To import the KEGG compounds file directly from the KEGG FTP server:

metmask -i kegg


To import a comma delimited file, test.csv, with identifiers structured as

myId,synonym,weak:type
a1,alanine,amino-acid
a2,ala,amino-acid
a1,ala,amino-acid
a3,sucrose,sugar
a4,lysine,amino-acid


we call

metmask --import test.csv --parser simple --master myId --db /tmp/test-db


The first line in a test.csv names the types of identifiers. These will afterwards be possible query using the -t switch e.g.

metmask --query a1 --table myId --goal synonym --db /tmp/test-db

'"alanine"|"ala"'


The input comma delimited file should be structured as:

tablename1 , <confidence code>:tablename2 , tablename3
table1-id1 , table2-id1                   , table3-id1|table3-id2|table3-id3
table1-id1 , table2-id1                   , table3-id1|table3-id2|table3-id3
...


and is in the example above read by the parser "simple". Note that the confidence code can be used to specify whether a table is "weak" or not. In the example, test.csv, type is used to set a metabolite type but this type is not used to group metabolites, only to annotate them. See *Query for further details.

#### 4.1.2 Query

To query the database for everything it knows about alanine::

metmask --query alanine --goal ALL --output mask -d /tmp/test-db

o-o-o-o:
[1]
myId:
a1 test.csv 3 test.csv 3
a2 test.csv 3
synonym:
alanine test.csv 3
ala test.csv 3 test.csv 3
preferred:
2:ala test.csv 0


or to get all metabolites we specified as type "amino-acid" in a format that is easy to import to other programs.

metmask --query amino-acid --table type --goal myId,synonym -d /tmp/test-db

'"a1"|"a2"','"alanine"|"ala"'
'"a4"','"lysine"'


Note that the input has been masked so that "a2" also is associated with "alanine" even though this was never explicitly specified in the input.
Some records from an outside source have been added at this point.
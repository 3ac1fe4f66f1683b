use crate::config::SurveyConfig;
use crate::session::SessionRegistry;
use crate::store::ResultsStore;

/// Shared by every interaction handler and background task.
pub struct AppState {
    pub config: SurveyConfig,
    pub store: ResultsStore,
    pub sessions: SessionRegistry,
}

impl AppState {
    pub fn new(config: SurveyConfig) -> Self {
        let store = ResultsStore::open(config.results_file.clone());
        Self {
            config,
            store,
            sessions: SessionRegistry::new(),
        }
    }
}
The import also specified a 'master' identifier which is interpreted as the source for connections. In this case, each line in test.csv is therefore read as myId connects to synonym. When a master identifier has been set, we can produce graph like output:

metmask --query a1 --table myId --goal ALL --output graph --db /tmp/test-db -u

myId:a1       synonym:alanine test.csv        False
myId:a1       synonym:ala     test.csv        False
myId:a1       type:amino-acid test.csv        True
myId:a2       synonym:ala     test.csv        False
myId:a2       type:amino-acid test.csv        True


which gives the previous list (which can be imported to Cytoscape for visualization, simply click import from file and set the first column as source node and second column as target node.). The columns are Node 1, Node 2, Source of edge and an indicator for whether the connection should be considered "weak" or not. The "-u" switch tells metmask to also output weak identifiers.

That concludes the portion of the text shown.